> [Brief]:
What is needed is every line of the data that includes the word "identity". Please copy each one.
┄┄┄┄┄┄┄┄┄┄
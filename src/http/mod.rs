//! HTTP surface: upload, list months, list files, download.
//!
//! Every route requires HTTP Basic credentials, and a user may only touch
//! their own directory. Storage calls block, so they run on the blocking pool;
//! downloads are streamed from there through a bounded channel.

use std::io::{self, Read};
use std::sync::Arc;

use axum::body::{Body, Bytes};
use axum::extract::{DefaultBodyLimit, Path, State};
use axum::http::{header, HeaderMap, StatusCode};
use axum::response::{IntoResponse, Response};
use axum::routing::{get, post};
use axum::{Json, Router};
use base64::engine::general_purpose::STANDARD;
use base64::Engine;
use serde_json::json;
use time::OffsetDateTime;

use crate::auth::Verifier;
use crate::error::{ArchiveError, Error};
use crate::month::Month;
use crate::storage::{LogReader, LogStore};

const DATE_HEADER: &str = "x-file-date";
const NAME_HEADER: &str = "x-file-name";
const CHUNK_SIZE: usize = 64 * 1024;
const STREAM_DEPTH: usize = 4;

#[derive(Clone)]
pub struct AppState {
    store: Arc<LogStore>,
    verifier: Arc<dyn Verifier>,
}

impl AppState {
    pub fn new(store: Arc<LogStore>, verifier: Arc<dyn Verifier>) -> Self {
        Self { store, verifier }
    }
}

/// Builds the router; `max_upload_bytes` caps request bodies.
pub fn router(state: AppState, max_upload_bytes: usize) -> Router {
    Router::new()
        .route("/api/logs", post(upload))
        .route("/api/logs/:user", get(list_months))
        .route("/api/logs/:user/:date", get(list_files))
        .route("/api/logs/:user/:date/:name", get(get_file))
        .layer(DefaultBodyLimit::max(max_upload_bytes))
        .with_state(state)
}

/// JSON error body `{error, code, detail}`.
#[derive(Debug)]
pub struct ApiError {
    status: StatusCode,
    code: &'static str,
    error: &'static str,
    detail: String,
}

impl ApiError {
    fn new(status: StatusCode, code: &'static str, error: &'static str, detail: impl Into<String>) -> Self {
        Self {
            status,
            code,
            error,
            detail: detail.into(),
        }
    }

    fn unauthorized() -> Self {
        Self::new(
            StatusCode::UNAUTHORIZED,
            "unauthorized",
            "Unauthorized",
            "Invalid credentials",
        )
    }

    fn forbidden() -> Self {
        Self::new(
            StatusCode::FORBIDDEN,
            "forbidden",
            "Forbidden",
            "You can only access your own files",
        )
    }

    fn invalid_date(detail: impl Into<String>) -> Self {
        Self::new(
            StatusCode::BAD_REQUEST,
            "invalid_date",
            "Invalid date format",
            detail,
        )
    }

    fn internal(detail: impl Into<String>) -> Self {
        Self::new(
            StatusCode::INTERNAL_SERVER_ERROR,
            "server_error",
            "Server error",
            detail,
        )
    }
}

impl From<Error> for ApiError {
    fn from(err: Error) -> Self {
        if err.is_not_found() {
            return Self::new(
                StatusCode::NOT_FOUND,
                "file_not_found",
                "File not found",
                err.to_string(),
            );
        }
        match err {
            Error::InvalidInput(detail) => {
                Self::new(StatusCode::BAD_REQUEST, "invalid_input", "Invalid input", detail)
            }
            Error::OutOfRange(detail) => Self::new(
                StatusCode::BAD_REQUEST,
                "date_out_of_range",
                "Date out of range",
                detail,
            ),
            Error::Archive(err) => {
                if matches!(err, ArchiveError::Integrity { .. }) {
                    log::warn!("{err}");
                }
                Self::new(
                    StatusCode::INTERNAL_SERVER_ERROR,
                    "archive_error",
                    "Archive error",
                    err.to_string(),
                )
            }
            other => Self::internal(other.to_string()),
        }
    }
}

impl IntoResponse for ApiError {
    fn into_response(self) -> Response {
        let body = Json(json!({
            "error": self.error,
            "code": self.code,
            "detail": self.detail,
        }));
        (self.status, body).into_response()
    }
}

/// POST /api/logs - store the body under the caller's directory
async fn upload(
    State(state): State<AppState>,
    headers: HeaderMap,
    body: Bytes,
) -> Result<impl IntoResponse, ApiError> {
    let user = authenticate(&state, &headers).await?;

    let date = header_value(&headers, DATE_HEADER);
    let name = header_value(&headers, NAME_HEADER);
    let (Some(date), Some(name)) = (date, name) else {
        return Err(ApiError::new(
            StatusCode::BAD_REQUEST,
            "missing_headers",
            "Missing headers",
            "X-File-Date and X-File-Name are required",
        ));
    };
    let month = Month::parse(&date)
        .map_err(|_| ApiError::invalid_date("X-File-Date must be YYYY-MM"))?;

    let store = Arc::clone(&state.store);
    let owner = user.clone();
    let stored = name.clone();
    blocking(move || {
        store.upload(
            &owner,
            month,
            &stored,
            &mut body.as_ref(),
            OffsetDateTime::now_utc(),
        )
    })
    .await?;

    Ok((
        StatusCode::CREATED,
        Json(json!({ "message": format!("File uploaded: {user}/{month}/{name}") })),
    ))
}

/// GET /api/logs/:user - months with live or archived data
async fn list_months(
    State(state): State<AppState>,
    Path(user): Path<String>,
    headers: HeaderMap,
) -> Result<impl IntoResponse, ApiError> {
    authorize(&state, &headers, &user).await?;

    let store = Arc::clone(&state.store);
    let months = blocking(move || store.list_months(&user)).await?;
    let results: Vec<String> = months.iter().map(Month::to_string).collect();
    Ok(Json(json!({ "results": results })))
}

/// GET /api/logs/:user/:date - file names in one month
async fn list_files(
    State(state): State<AppState>,
    Path((user, date)): Path<(String, String)>,
    headers: HeaderMap,
) -> Result<impl IntoResponse, ApiError> {
    authorize(&state, &headers, &user).await?;
    let month = Month::parse(&date).map_err(|_| ApiError::invalid_date("Date must be YYYY-MM"))?;

    let store = Arc::clone(&state.store);
    let results = blocking(move || store.list_files(&user, month)).await?;
    Ok(Json(json!({ "results": results })))
}

/// GET /api/logs/:user/:date/:name - file bytes
async fn get_file(
    State(state): State<AppState>,
    Path((user, date, name)): Path<(String, String, String)>,
    headers: HeaderMap,
) -> Result<Response, ApiError> {
    authorize(&state, &headers, &user).await?;
    let month = Month::parse(&date).map_err(|_| ApiError::invalid_date("Date must be YYYY-MM"))?;

    let store = Arc::clone(&state.store);
    let reader = blocking(move || store.open(&user, month, &name)).await?;

    Ok((
        [(header::CONTENT_TYPE, "application/octet-stream")],
        Body::from_stream(stream_reader(reader)),
    )
        .into_response())
}

/// Pumps `reader` on the blocking pool into a stream of chunks.
fn stream_reader(
    mut reader: LogReader,
) -> impl futures_util::Stream<Item = io::Result<Bytes>> + Send + 'static {
    let (tx, rx) = tokio::sync::mpsc::channel::<io::Result<Bytes>>(STREAM_DEPTH);
    tokio::task::spawn_blocking(move || {
        let mut buf = vec![0u8; CHUNK_SIZE];
        loop {
            match reader.read(&mut buf) {
                Ok(0) => break,
                Ok(n) => {
                    if tx.blocking_send(Ok(Bytes::copy_from_slice(&buf[..n]))).is_err() {
                        break;
                    }
                }
                Err(err) if err.kind() == io::ErrorKind::Interrupted => continue,
                Err(err) => {
                    log::warn!("download aborted: {err}");
                    let _ = tx.blocking_send(Err(err));
                    break;
                }
            }
        }
    });
    futures_util::stream::unfold(rx, |mut rx| async move {
        rx.recv().await.map(|chunk| (chunk, rx))
    })
}

async fn blocking<T, F>(work: F) -> Result<T, ApiError>
where
    F: FnOnce() -> crate::error::Result<T> + Send + 'static,
    T: Send + 'static,
{
    tokio::task::spawn_blocking(work)
        .await
        .map_err(|err| ApiError::internal(format!("worker failed: {err}")))?
        .map_err(ApiError::from)
}

/// Verifies Basic credentials and returns the identity.
async fn authenticate(state: &AppState, headers: &HeaderMap) -> Result<String, ApiError> {
    let (user, password) = basic_credentials(headers).ok_or_else(ApiError::unauthorized)?;
    let verifier = Arc::clone(&state.verifier);
    let identity = user.clone();
    let ok = tokio::task::spawn_blocking(move || verifier.verify(&identity, &password))
        .await
        .map_err(|err| ApiError::internal(format!("worker failed: {err}")))?;
    if !ok {
        log::debug!("rejected credentials for {user}");
        return Err(ApiError::unauthorized());
    }
    Ok(user)
}

async fn authorize(state: &AppState, headers: &HeaderMap, owner: &str) -> Result<(), ApiError> {
    let user = authenticate(state, headers).await?;
    if user != owner {
        return Err(ApiError::forbidden());
    }
    Ok(())
}

fn basic_credentials(headers: &HeaderMap) -> Option<(String, String)> {
    let value = headers.get(header::AUTHORIZATION)?.to_str().ok()?;
    let (scheme, encoded) = value.split_once(' ')?;
    if !scheme.eq_ignore_ascii_case("basic") {
        return None;
    }
    let decoded = String::from_utf8(STANDARD.decode(encoded.trim()).ok()?).ok()?;
    let (user, password) = decoded.split_once(':')?;
    Some((user.to_string(), password.to_string()))
}

fn header_value(headers: &HeaderMap, name: &str) -> Option<String> {
    headers
        .get(name)
        .and_then(|value| value.to_str().ok())
        .map(str::trim)
        .filter(|value| !value.is_empty())
        .map(str::to_string)
}

#[cfg(test)]
mod tests {
    use super::*;
    use axum::http::HeaderValue;

    fn with_auth(value: &str) -> HeaderMap {
        let mut headers = HeaderMap::new();
        headers.insert(header::AUTHORIZATION, HeaderValue::from_str(value).unwrap());
        headers
    }

    #[test]
    fn parses_basic_credentials() {
        let encoded = STANDARD.encode("alice:se:cret");
        let headers = with_auth(&format!("Basic {encoded}"));
        assert_eq!(
            basic_credentials(&headers),
            Some(("alice".to_string(), "se:cret".to_string()))
        );
    }

    #[test]
    fn rejects_other_schemes_and_garbage() {
        assert_eq!(basic_credentials(&with_auth("Bearer abc")), None);
        assert_eq!(basic_credentials(&with_auth("Basic !!!")), None);
        let no_colon = STANDARD.encode("alice");
        assert_eq!(basic_credentials(&with_auth(&format!("Basic {no_colon}"))), None);
        assert_eq!(basic_credentials(&HeaderMap::new()), None);
    }

    #[test]
    fn errors_map_to_statuses() {
        let cases = [
            (Error::InvalidInput("x".into()), StatusCode::BAD_REQUEST),
            (Error::NotFound("x".into()), StatusCode::NOT_FOUND),
            (
                Error::Archive(ArchiveError::Truncated { path: "a".into() }),
                StatusCode::INTERNAL_SERVER_ERROR,
            ),
            (
                Error::Archive(ArchiveError::MissingMember {
                    path: "a".into(),
                    member: "m".into(),
                }),
                StatusCode::NOT_FOUND,
            ),
            (
                Error::Io(io::Error::new(io::ErrorKind::PermissionDenied, "denied")),
                StatusCode::INTERNAL_SERVER_ERROR,
            ),
        ];
        for (err, status) in cases {
            assert_eq!(ApiError::from(err).status, status);
        }

        let window = ApiError::from(Error::OutOfRange("2001-01".into()));
        assert_eq!(window.status, StatusCode::BAD_REQUEST);
        assert_eq!(window.code, "date_out_of_range");
    }
}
┄┄┄┄┄┄┄┄┄┄
> [Finished task]:
/// Verifies Basic credentials and returns the identity.
    let identity = user.clone();
    let ok = tokio::task::spawn_blocking(move || verifier.verify(&identity, &password))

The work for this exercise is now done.